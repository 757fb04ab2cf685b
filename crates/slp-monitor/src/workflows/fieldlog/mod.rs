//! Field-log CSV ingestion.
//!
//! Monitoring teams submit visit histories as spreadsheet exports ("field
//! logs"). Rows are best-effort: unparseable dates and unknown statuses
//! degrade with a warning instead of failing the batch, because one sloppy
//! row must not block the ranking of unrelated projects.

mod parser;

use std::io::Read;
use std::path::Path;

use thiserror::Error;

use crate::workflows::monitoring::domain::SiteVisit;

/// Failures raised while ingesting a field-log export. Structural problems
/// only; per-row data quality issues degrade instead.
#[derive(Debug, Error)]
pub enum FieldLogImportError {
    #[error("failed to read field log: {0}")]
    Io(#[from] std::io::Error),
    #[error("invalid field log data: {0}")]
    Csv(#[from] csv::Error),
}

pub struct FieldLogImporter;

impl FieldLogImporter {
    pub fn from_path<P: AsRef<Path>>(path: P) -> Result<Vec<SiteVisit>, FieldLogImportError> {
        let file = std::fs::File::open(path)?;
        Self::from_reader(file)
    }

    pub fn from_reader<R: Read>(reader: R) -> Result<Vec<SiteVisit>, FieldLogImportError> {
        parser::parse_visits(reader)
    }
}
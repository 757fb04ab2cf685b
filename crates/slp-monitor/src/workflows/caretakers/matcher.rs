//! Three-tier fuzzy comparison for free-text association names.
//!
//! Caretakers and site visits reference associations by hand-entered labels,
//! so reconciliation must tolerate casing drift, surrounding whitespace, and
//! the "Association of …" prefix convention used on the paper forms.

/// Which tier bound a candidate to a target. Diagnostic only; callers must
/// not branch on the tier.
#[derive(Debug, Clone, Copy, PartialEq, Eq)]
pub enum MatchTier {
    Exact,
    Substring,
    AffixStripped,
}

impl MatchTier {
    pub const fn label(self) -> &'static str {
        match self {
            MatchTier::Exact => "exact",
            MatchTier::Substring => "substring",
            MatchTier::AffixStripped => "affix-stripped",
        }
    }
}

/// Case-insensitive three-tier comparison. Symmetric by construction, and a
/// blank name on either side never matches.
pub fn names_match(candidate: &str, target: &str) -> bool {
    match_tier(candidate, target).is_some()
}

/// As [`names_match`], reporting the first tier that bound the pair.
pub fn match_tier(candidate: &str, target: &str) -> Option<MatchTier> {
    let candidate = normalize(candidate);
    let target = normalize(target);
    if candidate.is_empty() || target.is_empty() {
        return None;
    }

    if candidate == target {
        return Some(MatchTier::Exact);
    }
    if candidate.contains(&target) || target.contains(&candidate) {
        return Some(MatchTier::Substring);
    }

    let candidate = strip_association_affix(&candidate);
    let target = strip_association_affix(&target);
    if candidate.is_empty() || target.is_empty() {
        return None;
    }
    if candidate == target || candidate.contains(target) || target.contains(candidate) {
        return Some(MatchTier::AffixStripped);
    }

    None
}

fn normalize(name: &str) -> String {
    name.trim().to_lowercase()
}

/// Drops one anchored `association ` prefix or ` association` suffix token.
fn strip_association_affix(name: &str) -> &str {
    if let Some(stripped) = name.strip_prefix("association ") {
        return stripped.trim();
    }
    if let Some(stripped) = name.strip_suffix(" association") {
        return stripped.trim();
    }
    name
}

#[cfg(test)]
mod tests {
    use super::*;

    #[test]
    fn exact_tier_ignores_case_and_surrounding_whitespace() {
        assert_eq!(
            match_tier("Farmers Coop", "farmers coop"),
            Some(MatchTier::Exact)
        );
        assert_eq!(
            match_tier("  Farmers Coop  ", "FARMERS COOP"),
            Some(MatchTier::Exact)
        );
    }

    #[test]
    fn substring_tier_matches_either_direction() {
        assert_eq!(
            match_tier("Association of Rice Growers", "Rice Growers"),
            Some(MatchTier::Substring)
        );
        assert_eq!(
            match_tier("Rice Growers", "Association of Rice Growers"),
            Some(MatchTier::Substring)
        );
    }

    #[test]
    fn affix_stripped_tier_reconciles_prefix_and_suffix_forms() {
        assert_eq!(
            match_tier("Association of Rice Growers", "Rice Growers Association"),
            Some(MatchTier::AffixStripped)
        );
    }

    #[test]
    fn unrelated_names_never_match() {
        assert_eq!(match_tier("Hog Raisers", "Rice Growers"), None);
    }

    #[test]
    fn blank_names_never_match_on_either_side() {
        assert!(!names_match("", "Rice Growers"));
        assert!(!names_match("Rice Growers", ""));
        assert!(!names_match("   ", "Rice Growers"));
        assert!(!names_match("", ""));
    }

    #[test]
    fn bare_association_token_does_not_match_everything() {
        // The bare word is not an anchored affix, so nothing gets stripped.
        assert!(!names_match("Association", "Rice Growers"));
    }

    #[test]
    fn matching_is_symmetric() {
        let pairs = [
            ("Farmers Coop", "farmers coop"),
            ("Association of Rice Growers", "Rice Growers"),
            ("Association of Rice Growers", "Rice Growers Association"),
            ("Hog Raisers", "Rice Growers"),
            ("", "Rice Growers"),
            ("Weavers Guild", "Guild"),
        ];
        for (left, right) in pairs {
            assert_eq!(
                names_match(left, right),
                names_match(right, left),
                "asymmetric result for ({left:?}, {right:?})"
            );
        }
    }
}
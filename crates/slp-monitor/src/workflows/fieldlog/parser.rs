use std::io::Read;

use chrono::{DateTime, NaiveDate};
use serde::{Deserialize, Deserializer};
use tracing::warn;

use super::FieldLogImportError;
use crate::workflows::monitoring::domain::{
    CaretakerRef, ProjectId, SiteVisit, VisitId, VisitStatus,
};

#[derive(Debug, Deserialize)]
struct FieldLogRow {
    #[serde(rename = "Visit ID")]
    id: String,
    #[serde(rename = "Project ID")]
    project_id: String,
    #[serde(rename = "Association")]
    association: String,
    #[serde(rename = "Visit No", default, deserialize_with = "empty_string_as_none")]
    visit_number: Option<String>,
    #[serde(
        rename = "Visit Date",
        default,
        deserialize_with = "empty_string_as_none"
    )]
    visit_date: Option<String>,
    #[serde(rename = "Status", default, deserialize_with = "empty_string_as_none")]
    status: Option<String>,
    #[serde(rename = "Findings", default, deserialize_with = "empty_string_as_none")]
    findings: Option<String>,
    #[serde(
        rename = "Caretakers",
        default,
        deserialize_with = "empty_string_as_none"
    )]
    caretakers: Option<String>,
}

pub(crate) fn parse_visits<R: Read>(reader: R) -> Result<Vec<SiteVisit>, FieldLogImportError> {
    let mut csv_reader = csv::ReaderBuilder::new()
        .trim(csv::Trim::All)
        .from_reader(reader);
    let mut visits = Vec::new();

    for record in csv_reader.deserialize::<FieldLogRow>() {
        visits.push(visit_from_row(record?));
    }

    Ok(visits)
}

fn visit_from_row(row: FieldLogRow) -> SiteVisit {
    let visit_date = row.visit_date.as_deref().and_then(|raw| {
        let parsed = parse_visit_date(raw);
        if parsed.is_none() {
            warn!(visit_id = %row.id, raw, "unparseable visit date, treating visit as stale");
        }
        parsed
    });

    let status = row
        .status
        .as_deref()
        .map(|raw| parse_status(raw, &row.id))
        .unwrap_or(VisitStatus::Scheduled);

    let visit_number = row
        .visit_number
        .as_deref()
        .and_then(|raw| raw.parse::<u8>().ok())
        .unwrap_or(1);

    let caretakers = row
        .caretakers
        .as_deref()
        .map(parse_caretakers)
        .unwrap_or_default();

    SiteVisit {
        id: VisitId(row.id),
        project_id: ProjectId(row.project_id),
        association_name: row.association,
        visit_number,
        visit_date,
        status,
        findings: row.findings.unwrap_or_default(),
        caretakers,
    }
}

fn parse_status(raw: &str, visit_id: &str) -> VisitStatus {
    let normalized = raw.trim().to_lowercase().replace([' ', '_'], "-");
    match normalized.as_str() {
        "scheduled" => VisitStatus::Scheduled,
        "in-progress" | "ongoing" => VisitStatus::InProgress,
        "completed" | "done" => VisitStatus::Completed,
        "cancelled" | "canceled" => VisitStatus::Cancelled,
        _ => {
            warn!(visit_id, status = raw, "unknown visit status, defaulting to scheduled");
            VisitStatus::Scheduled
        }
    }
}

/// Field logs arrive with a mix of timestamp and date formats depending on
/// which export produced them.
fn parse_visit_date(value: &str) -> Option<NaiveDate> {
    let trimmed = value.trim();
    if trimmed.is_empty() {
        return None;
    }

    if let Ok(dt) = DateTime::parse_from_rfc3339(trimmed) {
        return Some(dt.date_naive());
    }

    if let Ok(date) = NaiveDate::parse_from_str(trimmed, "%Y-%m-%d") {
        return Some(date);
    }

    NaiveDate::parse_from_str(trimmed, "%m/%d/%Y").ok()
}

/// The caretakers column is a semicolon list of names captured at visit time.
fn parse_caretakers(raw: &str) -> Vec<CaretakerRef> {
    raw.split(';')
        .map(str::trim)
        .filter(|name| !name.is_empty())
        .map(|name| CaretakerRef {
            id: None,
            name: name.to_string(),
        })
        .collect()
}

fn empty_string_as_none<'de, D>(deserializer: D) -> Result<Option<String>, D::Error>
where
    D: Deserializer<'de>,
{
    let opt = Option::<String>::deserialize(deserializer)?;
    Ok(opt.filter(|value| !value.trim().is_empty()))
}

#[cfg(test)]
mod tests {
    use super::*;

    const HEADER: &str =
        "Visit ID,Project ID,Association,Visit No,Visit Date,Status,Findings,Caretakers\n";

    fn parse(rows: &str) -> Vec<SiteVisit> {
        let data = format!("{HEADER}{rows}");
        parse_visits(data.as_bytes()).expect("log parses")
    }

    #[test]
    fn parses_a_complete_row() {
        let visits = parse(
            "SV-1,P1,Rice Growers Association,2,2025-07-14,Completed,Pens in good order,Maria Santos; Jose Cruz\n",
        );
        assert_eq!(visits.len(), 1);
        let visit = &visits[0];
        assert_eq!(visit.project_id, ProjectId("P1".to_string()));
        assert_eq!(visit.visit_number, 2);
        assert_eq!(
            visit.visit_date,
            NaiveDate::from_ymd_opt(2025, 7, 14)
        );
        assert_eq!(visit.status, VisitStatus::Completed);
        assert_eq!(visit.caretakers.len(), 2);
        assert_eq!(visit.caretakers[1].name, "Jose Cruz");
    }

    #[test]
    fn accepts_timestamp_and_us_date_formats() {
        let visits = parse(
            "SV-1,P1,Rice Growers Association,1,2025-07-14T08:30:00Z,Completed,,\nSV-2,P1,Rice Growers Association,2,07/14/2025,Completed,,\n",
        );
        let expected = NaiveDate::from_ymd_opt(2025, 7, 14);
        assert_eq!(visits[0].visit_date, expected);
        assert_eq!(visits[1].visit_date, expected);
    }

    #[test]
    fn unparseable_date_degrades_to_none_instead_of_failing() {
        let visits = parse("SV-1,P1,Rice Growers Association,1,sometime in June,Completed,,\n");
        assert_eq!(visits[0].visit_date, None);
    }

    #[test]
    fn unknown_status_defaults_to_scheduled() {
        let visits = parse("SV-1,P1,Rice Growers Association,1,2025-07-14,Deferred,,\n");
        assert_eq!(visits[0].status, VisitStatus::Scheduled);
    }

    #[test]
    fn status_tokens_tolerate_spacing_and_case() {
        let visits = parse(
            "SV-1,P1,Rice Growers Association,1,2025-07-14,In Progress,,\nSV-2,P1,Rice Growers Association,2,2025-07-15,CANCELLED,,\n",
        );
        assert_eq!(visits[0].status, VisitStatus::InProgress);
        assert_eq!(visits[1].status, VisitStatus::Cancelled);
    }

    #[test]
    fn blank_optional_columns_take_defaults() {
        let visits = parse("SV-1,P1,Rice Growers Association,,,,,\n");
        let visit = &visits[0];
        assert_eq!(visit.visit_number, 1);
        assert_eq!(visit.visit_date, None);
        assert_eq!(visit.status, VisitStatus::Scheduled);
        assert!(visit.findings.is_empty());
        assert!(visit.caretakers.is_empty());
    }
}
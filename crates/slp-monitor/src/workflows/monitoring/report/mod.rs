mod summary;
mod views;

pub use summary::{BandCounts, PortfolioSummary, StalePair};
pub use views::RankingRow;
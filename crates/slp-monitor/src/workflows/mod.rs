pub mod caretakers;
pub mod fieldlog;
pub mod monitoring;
───
(YOUR INSTRUCTIONS):
Return each line of the data that contains the string "must".

(TASK RESPONSE):
//! row must not block the ranking of unrelated projects.
//! so reconciliation must tolerate casing drift, surrounding whitespace, and
/// Which tier bound a candidate to a target. Diagnostic only; callers must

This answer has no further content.